The Kids’ Right to Read Project (KRRP) announced that it has urged New Mexico’s Alamogordo Public School district to return Neil Gaiman’s Neverwhere to high school English classrooms.
“Getting teens to enjoy reading is a notoriously challenging task for teachers and librarians,” says Acacia O’Connor, KRRP’s coordinator, in the organization’s letter to the district. “Neil Gaiman’s work is famous for both its literary merit and mass appeal to teen readers, especially boys. This book has been taught successfully and without incident to hundreds of Alamogordo students; there’s no grounds to ban it now.”

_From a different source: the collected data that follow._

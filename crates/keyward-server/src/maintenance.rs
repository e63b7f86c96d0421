//! Periodic purge of expired sessions and revocations.

use std::sync::Arc;
use std::time::Duration;

use keyward_auth::SessionService;
use keyward_auth::storage::InMemoryRevokedTokenStorage;
use tokio::task::JoinHandle;

/// Spawns the cleanup loop. Returns `None` when `interval` is zero.
pub fn spawn_session_cleanup(
    service: SessionService,
    memory_revocations: Option<Arc<InMemoryRevokedTokenStorage>>,
    interval: Duration,
) -> Option<JoinHandle<()>> {
    if interval.is_zero() {
        tracing::info!("session cleanup disabled");
        return None;
    }

    Some(tokio::spawn(async move {
        let mut ticker = tokio::time::interval(interval);
        ticker.set_missed_tick_behavior(tokio::time::MissedTickBehavior::Delay);
        // First tick completes immediately.
        ticker.tick().await;

        loop {
            ticker.tick().await;
            match service.cleanup_expired_sessions().await {
                Ok(0) => {}
                Ok(removed) => tracing::info!(removed, "purged expired sessions"),
                Err(e) => tracing::warn!(error = %e, "session cleanup failed"),
            }
            if let Some(store) = &memory_revocations {
                let purged = store.purge_expired();
                if purged > 0 {
                    tracing::debug!(purged, "purged expired revocations");
                }
            }
        }
    }))
}

#[cfg(test)]
mod tests {
    use super::*;
    use keyward_auth::AuthConfig;
    use keyward_auth::storage::{InMemoryIdentityStorage, InMemorySessionStorage};

    fn service() -> SessionService {
        SessionService::from_config(
            &AuthConfig::with_secret("0123456789abcdef0123456789abcdef"),
            Arc::new(InMemoryIdentityStorage::new()),
            Arc::new(InMemorySessionStorage::new()),
            Arc::new(InMemoryRevokedTokenStorage::new()),
        )
    }

    #[tokio::test]
    async fn test_zero_interval_disables() {
        assert!(spawn_session_cleanup(service(), None, Duration::ZERO).is_none());
    }

    #[tokio::test]
    async fn test_loop_runs_until_aborted() {
        let handle =
            spawn_session_cleanup(service(), None, Duration::from_millis(10)).unwrap();
        tokio::time::sleep(Duration::from_millis(50)).await;
        assert!(!handle.is_finished());
        handle.abort();
    }
}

Teaching of Neverwhere was suspended last week at the school after one parent complained about its content, and a district-wide committee is now set to re-evaluate the book.
The urban fantasy novel has been taught in Alamogordo high school classrooms since it was added to the approved texts list in 2004, KRRP says in its announcement, noting that the specific passage the parent objected to in her complaint “contains some strong language and an implied extramarital affair in a passing description of an overheard conversation.”
KRRP says that an alternate assignment was offered to the student, and that parents “have no right to impose their views on others or to demand that otherwise educationally worthy materials be removed, merely because they consider them objectionable, offensive, or inappropriate. To go further and remove the book potentially violates the constitutional rights of other students and parents.”
Gaiman originally wrote Neverwhere as a BBC TV series, which aired in 1996, and adapted it the following year into a novel. It was recently broadcast as a radio play for the BBC’s Radio 4.
The Kids’ Right to Read Project is a grassroots advocacy initiative founded by the National Coalition Against Censorship and the American Booksellers Foundation for Free Expression.